Meu corpo ficou anestesiado, senti como se minhas costelas se abrissem dentro de mim, o pulmão fechasse e a garganta inflasse, houve um buraco, um nó a garganta... Aquela sensação que tive por um ano inteiro a cada vez que te via. Por alguns instantes eu não conseguia tirar os olhos do tal cara, era você. Eu não estou louca, não de novo. Nem estava com tanta saudade de ti, mas naqueles instantes, eu senti saudade... Saudade não, falta. Matadora, esmagadora – talvez literalmente, por que parecia que estava sendo pisoteada por um elefante ou que atiravam contra meu peito. A dor foi imensa, eu não a sentia tão forte há tanto tempo... Que nem lembrava com driblar isso, digo, eu lembrava que driblava com álcool e cigarros, não lembrava o modo bom de driblar isso.  Optei pelo ruim, claro, é o que estava ao alcance no momento e seria o mais rápido; já que faziam quase vinte e quatro horas que não me alimentava, uma simples lata de cerveja me alterou o suficiente para sentir dentro do cérebro os riffles das guitarras das bandas que se apresentavam.
Senti-me pela metade... Aliás, ainda sinto-me pela metade, era teu rosto... Com as mesmas marcas, o mesmo jeito de olhar, de falar com as pessoas, a mesma altura, até o mesmo jeito de se vestir quando queria chamar a atenção, o mesmo modelo de mãos, o mesmo sorriso perturbado.
Sei que não deveria estar escrevendo pra ti de novo, mas isso me alivia... Faz-me respirar mais facilmente.

Agora teu rosto está em minha mente mais uma vez
E eu não consigo fazer nada para mudar
Agora tua vida está na minha cabeça mais uma vez
E ela já não me pertence mais (...)

terça-feira, 4 de maio de 2010

Havia saudade daquilo que já havia sido bom, havia uma dor. Mas estava aprendendo como viver.. Fazia tempo que não o encontrava, a dor cessara.
Foi quando o encontrei, com o olhar de sempre.

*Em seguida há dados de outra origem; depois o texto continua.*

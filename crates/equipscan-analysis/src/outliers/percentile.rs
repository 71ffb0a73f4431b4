//! Percentile-rank test.

use crate::stats;

/// Rank of every value within its group on a 0-100 scale; ties share
/// their average rank.
pub fn ranks(values: &[f64]) -> Vec<f64> {
    let n = values.len() as f64;
    stats::average_ranks(values)
        .into_iter()
        .map(|r| r * 100.0 / n)
        .collect()
}

/// Flag ranks strictly above `threshold`.
///
/// A lone member always ranks 100 but has no peers to stand out from,
/// so groups of fewer than two are never flagged.
pub fn detect(ranks: &[f64], threshold: f64) -> Vec<bool> {
    if ranks.len() < 2 {
        return vec![false; ranks.len()];
    }
    ranks.iter().map(|&r| r > threshold).collect()
}
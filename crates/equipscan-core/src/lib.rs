//! equipscan-core: shared foundation for the equipment analysis engine.
//!
//! - Types: cleaned work-order records, equipment identifiers, collections
//! - Errors: one `thiserror` enum per concern, each with a stable error code
//! - Config: TOML-based layered configuration
//! - Tracing: `EQUIPSCAN_LOG`-driven subscriber setup
//! - Constants: engine defaults

pub mod config;
pub mod constants;
pub mod errors;
pub mod tracing;
pub mod types;

pub use config::EquipscanConfig;
pub use errors::{AnalysisError, ConfigError, ErrorCode};
pub use types::{EquipmentId, RawClassification, WorkOrderRecord};
//! One-sided z-score test.

use crate::stats;

/// Sample z-score of every value.
///
/// When the spread is zero or undefined (a single member, identical
/// values) every score is exactly 0.0.
pub fn scores(values: &[f64]) -> Vec<f64> {
    let spread = match (stats::mean(values), stats::sample_std_dev(values), stats::min_max(values)) {
        (Some(mean), Some(std), Some((min, max))) if max > min && std > 0.0 => Some((mean, std)),
        _ => None,
    };
    match spread {
        Some((mean, std)) => values.iter().map(|v| (v - mean) / std).collect(),
        None => vec![0.0; values.len()],
    }
}

/// High-side outlier: strictly above the threshold.
pub fn is_outlier(z: f64, threshold: f64) -> bool {
    z > threshold
}

#[cfg(test)]
mod tests {
    use super::*;

    #[test]
    fn test_identical_values_score_zero() {
        assert_eq!(scores(&[5.0, 5.0, 5.0]), vec![0.0, 0.0, 0.0]);
        assert_eq!(scores(&[7.0]), vec![0.0]);
    }

    #[test]
    fn test_extreme_value_flagged() {
        let values = [2.0, 5.0, 8.0, 10.0, 12.0, 15.0, 18.0, 22.0, 28.0, 50.0];
        let z = scores(&values);
        // mean 17, sample std 14
        assert!((z[9] - 33.0 / 14.0).abs() < 1e-10);
        assert!(is_outlier(z[9], 2.0));
        assert!(!is_outlier(z[8], 2.0));
    }

    #[test]
    fn test_low_side_never_flagged() {
        let values = [100.0, 100.0, 100.0, 100.0, 100.0, 1.0];
        let z = scores(&values);
        assert!(z[5] < -2.0);
        assert!(!is_outlier(z[5], 2.0));
    }
}
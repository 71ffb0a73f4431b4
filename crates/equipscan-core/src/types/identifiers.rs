//! Equipment identity.

use std::fmt;

use serde::{Deserialize, Serialize};

/// Stable key shared by every work order of one physical asset.
///
/// Opaque to the engine: grouping is exact match only, no normalization.
#[derive(Debug, Clone, PartialEq, Eq, PartialOrd, Ord, Hash, Serialize, Deserialize)]
#[serde(transparent)]
pub struct EquipmentId(String);

impl EquipmentId {
    pub fn new(id: impl Into<String>) -> Self {
        Self(id.into())
    }

    pub fn as_str(&self) -> &str {
        &self.0
    }

    /// True when the identity is empty or whitespace only.
    pub fn is_blank(&self) -> bool {
        self.0.trim().is_empty()
    }
}

impl fmt::Display for EquipmentId {
    fn fmt(&self, f: &mut fmt::Formatter<'_>) -> fmt::Result {
        f.write_str(&self.0)
    }
}

impl From<&str> for EquipmentId {
    fn from(id: &str) -> Self {
        Self(id.to_string())
    }
}

impl From<String> for EquipmentId {
    fn from(id: String) -> Self {
        Self(id)
    }
}

impl From<u64> for EquipmentId {
    fn from(id: u64) -> Self {
        Self(id.to_string())
    }
}

impl AsRef<str> for EquipmentId {
    fn as_ref(&self) -> &str {
        &self.0
    }
}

E foi tão forte voltar a ve-lo, voltar a acreditar em algo. As palavras que saíam de sua boca, fez-me crer, mais uma vez, isto é real! E tudo o que eu disse, todas aquelas verdades de como sofrera, como sofria e como sentia falta. Chegaste ao final! Quanta dor.. Passara, para mim. 
Um aliança me fora dada, eu tremia, ve-lo foi tão.. Bom? Um belo amor eterno. Uma gigantesca paixão.
Para todo o sempre.
Promessas novamente feitas, aquelas de lá de trás, que nunca foram quebradas, por serem belas, por serem sinceras, por todo o amor! O olhar novamente desesperado, aquela necessidade estranha e o doce desejo de um abraço. Talvez aquela alegria momentânea fosse contagiante.

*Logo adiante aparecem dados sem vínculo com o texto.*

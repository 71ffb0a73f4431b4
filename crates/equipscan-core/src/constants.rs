//! Shared constants for the equipscan analysis engine.

/// equipscan version string.
pub const VERSION: &str = env!("CARGO_PKG_VERSION");

// ---- Categorization ----

/// Terminal fallback when no classification field is present.
pub const UNCATEGORIZED: &str = "Uncategorized";

/// Terminal fallback for the subcategory chain.
pub const GENERAL_SUBCATEGORY: &str = "General";

/// Conventional bucket for work orders without a specific target asset.
/// Callers usually pass it as an excluded category.
pub const NO_EQUIPMENT_CATEGORY: &str = "No Equipment";

/// Default consistency (%) below which equipment is reported as potentially miscategorized.
pub const DEFAULT_LOW_CONSISTENCY_THRESHOLD: f64 = 80.0;

// ---- Frequency ----

/// Mean Gregorian month length in days, used as the monthly rate normalizer.
pub const DEFAULT_DAYS_PER_MONTH: f64 = 30.44;

// ---- Outlier detection ----

/// Default one-sided z-score threshold.
pub const DEFAULT_Z_THRESHOLD: f64 = 2.0;

/// Default Tukey fence multiplier.
pub const DEFAULT_IQR_MULTIPLIER: f64 = 1.5;

/// Default percentile-rank cutoff (0-100).
pub const DEFAULT_PERCENTILE_THRESHOLD: f64 = 90.0;

/// Default number of agreeing methods for a consensus outlier.
pub const DEFAULT_CONSENSUS_MIN_VOTES: u8 = 2;

/// Names of the statistical methods, in evaluation order.
pub const OUTLIER_METHOD_NAMES: [&str; 3] = ["zscore", "iqr", "percentile"];

// ---- Ranking ----

/// Default priority weight for the frequency score.
pub const DEFAULT_FREQUENCY_WEIGHT: f64 = 0.4;

/// Default priority weight for the cost score.
pub const DEFAULT_COST_WEIGHT: f64 = 0.4;

/// Default priority weight for the outlier score.
pub const DEFAULT_OUTLIER_WEIGHT: f64 = 0.2;

/// Full-landscape weight for the frequency score (no outlier term).
pub const DEFAULT_LANDSCAPE_FREQUENCY_WEIGHT: f64 = 0.5;

/// Full-landscape weight for the cost score (no outlier term).
pub const DEFAULT_LANDSCAPE_COST_WEIGHT: f64 = 0.5;

/// Score assigned to every member of a category when min == max.
pub const DEGENERATE_SCORE: f64 = 0.5;

/// Tolerance when checking that priority weights sum to one.
pub const WEIGHT_SUM_TOLERANCE: f64 = 1e-9;
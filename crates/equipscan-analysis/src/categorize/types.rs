//! Core types for categorization.

use equipscan_core::types::{EquipmentId, WorkOrderRecord};
use serde::Serialize;

/// A work order with its normalized category and subcategory.
#[derive(Debug, Clone, PartialEq)]
pub struct CategorizedRecord<'a> {
    pub record: &'a WorkOrderRecord,
    pub category: String,
    pub subcategory: String,
}

/// A categorized work order joined with its equipment's primary category.
///
/// Every record of one equipment carries the same `primary_category` and
/// `consistency_score`.
#[derive(Debug, Clone, PartialEq)]
pub struct AssignedRecord<'a> {
    pub record: &'a WorkOrderRecord,
    pub category: String,
    pub subcategory: String,
    pub primary_category: String,
    pub consistency_score: f64,
}

impl AssignedRecord<'_> {
    pub fn equipment_id(&self) -> &EquipmentId {
        &self.record.equipment_id
    }
}

/// Primary category of one equipment and how consistently it was used.
#[derive(Debug, Clone, PartialEq, Serialize)]
pub struct PrimaryCategoryAssignment {
    pub equipment_id: EquipmentId,
    pub primary_category: String,
    /// Percentage (0-100) of the equipment's work orders in `primary_category`.
    pub consistency_score: f64,
    pub work_order_count: usize,
    pub distinct_categories: usize,
}

/// Work-order volume of one normalized category.
#[derive(Debug, Clone, PartialEq, Eq, Serialize)]
pub struct CategoryVolume {
    pub category: String,
    pub equipment_count: usize,
    pub work_order_count: usize,
}

/// Equipment counts per consistency band. Bands are right-inclusive:
/// a score of exactly 80 lands in `up_to_80`.
#[derive(Debug, Clone, Copy, Default, PartialEq, Eq, Serialize)]
pub struct ConsistencyDistribution {
    pub up_to_50: usize,
    pub up_to_80: usize,
    pub up_to_90: usize,
    pub up_to_100: usize,
}

impl ConsistencyDistribution {
    pub fn total(&self) -> usize {
        self.up_to_50 + self.up_to_80 + self.up_to_90 + self.up_to_100
    }
}

/// Full categorizer output.
#[derive(Debug, Clone)]
pub struct Categorization<'a> {
    pub records: Vec<AssignedRecord<'a>>,
    pub assignments: Vec<PrimaryCategoryAssignment>,
    pub hierarchy: Vec<CategoryVolume>,
    pub distribution: ConsistencyDistribution,
    /// Equipment whose consistency falls below the configured threshold.
    pub low_consistency: Vec<EquipmentId>,
    /// Work orders that resolved to the terminal "Uncategorized" label.
    pub uncategorized_records: usize,
}
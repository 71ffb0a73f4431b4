//! Frequency profile and baseline types.

use equipscan_core::types::EquipmentId;
use serde::Serialize;

/// Work-order rate and cost metrics for one (equipment, primary category).
#[derive(Debug, Clone, PartialEq, Serialize)]
pub struct EquipmentFrequencyProfile {
    pub equipment_id: EquipmentId,
    pub primary_category: String,
    /// Always at least 1.
    pub total_work_orders: usize,
    /// Inclusive day count between earliest and latest creation, at least 1.
    pub timespan_days: i64,
    pub work_orders_per_month: f64,
    /// Mean whole-day turnaround over records with both timestamps.
    pub avg_completion_days: Option<f64>,
    /// Mean of strictly positive costs.
    pub avg_cost: Option<f64>,
}

/// Distribution of `work_orders_per_month` within one primary category.
#[derive(Debug, Clone, PartialEq, Serialize)]
pub struct CategoryBaseline {
    pub category: String,
    pub equipment_count: usize,
    pub total_work_orders: usize,
    pub mean_frequency: f64,
    pub median_frequency: f64,
    /// Sample standard deviation; absent for a single-member category.
    pub std_frequency: Option<f64>,
    pub min_frequency: f64,
    pub max_frequency: f64,
}
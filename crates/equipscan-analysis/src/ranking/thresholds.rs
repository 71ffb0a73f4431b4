//! Threshold recommendations from ranked equipment.

use super::types::{RankedEquipment, Thresholds};
use crate::stats;

const NO_DATA_RATIONALE: &str =
    "No consensus outliers found - insufficient data for threshold recommendations";

/// Median rate and median cost impact of the ranked set, reported with the
/// percentile cutoff that produced it. An empty set yields zeros.
pub fn identify_thresholds(ranked: &[RankedEquipment], percentile_threshold: f64) -> Thresholds {
    let rates: Vec<f64> = ranked.iter().map(|r| r.profile.work_orders_per_month).collect();
    let costs: Vec<f64> = ranked.iter().map(|r| r.cost_impact).collect();

    match (stats::median(&rates), stats::median(&costs)) {
        (Some(frequency_threshold), Some(cost_threshold)) => Thresholds {
            frequency_threshold,
            cost_threshold,
            percentile_threshold,
            rationale: format!(
                "Equipment exceeding {frequency_threshold:.2} work orders/month or ${} cost impact in their category warrant review",
                group_thousands(cost_threshold)
            ),
        },
        _ => Thresholds {
            frequency_threshold: 0.0,
            cost_threshold: 0.0,
            percentile_threshold,
            rationale: NO_DATA_RATIONALE.to_string(),
        },
    }
}

/// Whole-number rendering with comma thousands separators.
fn group_thousands(value: f64) -> String {
    let rounded = format!("{:.0}", value.abs());
    let mut grouped = String::with_capacity(rounded.len() + rounded.len() / 3);
    for (i, ch) in rounded.chars().enumerate() {
        if i > 0 && (rounded.len() - i) % 3 == 0 {
            grouped.push(',');
        }
        grouped.push(ch);
    }
    if value < 0.0 && rounded != "0" {
        grouped.insert(0, '-');
    }
    grouped
}

#[cfg(test)]
mod tests {
    use super::*;

    #[test]
    fn test_group_thousands() {
        assert_eq!(group_thousands(0.0), "0");
        assert_eq!(group_thousands(999.0), "999");
        assert_eq!(group_thousands(1500.0), "1,500");
        assert_eq!(group_thousands(1234567.4), "1,234,567");
        assert_eq!(group_thousands(-2500.0), "-2,500");
    }

    #[test]
    fn test_empty_input_reports_zeros() {
        let t = identify_thresholds(&[], 90.0);
        assert_eq!(t.frequency_threshold, 0.0);
        assert_eq!(t.cost_threshold, 0.0);
        assert_eq!(t.percentile_threshold, 90.0);
        assert_eq!(t.rationale, NO_DATA_RATIONALE);
    }
}
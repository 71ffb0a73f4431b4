//! Tracing initialization and configuration.

use std::sync::Once;

use tracing_subscriber::{fmt, prelude::*, EnvFilter};

static INIT: Once = Once::new();

/// Environment variable holding the filter directives.
pub const LOG_ENV_VAR: &str = "EQUIPSCAN_LOG";

/// Directives used when `EQUIPSCAN_LOG` is unset or invalid.
pub const DEFAULT_DIRECTIVES: &str = "equipscan_core=info,equipscan_analysis=info";

/// Install the equipscan log subscriber.
///
/// Each engine stage logs under its module path, so `EQUIPSCAN_LOG` can
/// raise one stage without the others:
///
/// | Target | Events |
/// |---|---|
/// | `equipscan_analysis::categorize` | records normalized, primary categories assigned |
/// | `equipscan_analysis::frequency` | profiles and baselines computed |
/// | `equipscan_analysis::outliers` | per-method flag counts, excluded profiles |
/// | `equipscan_analysis::ranking` | scored and ranked counts |
/// | `equipscan_analysis::pipeline` | run start and finish, contract violations |
/// | `equipscan_core::config` | unreadable user config |
///
/// Example: `EQUIPSCAN_LOG=equipscan_analysis::outliers=debug,equipscan_core=warn`.
///
/// Only the first call installs anything, and a subscriber already set by
/// the host application is left in place.
pub fn init_tracing() {
    INIT.call_once(|| {
        let filter = EnvFilter::try_from_env(LOG_ENV_VAR)
            .unwrap_or_else(|_| EnvFilter::new(DEFAULT_DIRECTIVES));

        let _ = tracing_subscriber::registry()
            .with(
                fmt::layer()
                    .with_target(true)
                    .with_level(true)
                    .compact(),
            )
            .with(filter)
            .try_init();
    });
}
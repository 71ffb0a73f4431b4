//! Data structures shared across the engine.
//! Cleaned work-order records, equipment identifiers, collection aliases.

pub mod collections;
pub mod identifiers;
pub mod work_order;

pub use collections::{BTreeMap, FxHashMap, FxHashSet};
pub use identifiers::EquipmentId;
pub use work_order::{RawClassification, WorkOrderRecord};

Te-lo ali, no exato segundo, me fez feliz, e nas horas depois, mas, após alguns dias a ficha caiu.. Bastou ve-lo, voltar a amar para perder-lo. Algumas lágrimas após alguns dias, cessadas pelas recordações das palavras. Meu amor, sempre o único amor, te amarei, pela eternidade. 
E talvez, eu não encontre um modo de explicar, só meu eu para etender, esse doce amor, esse belo acontecimento.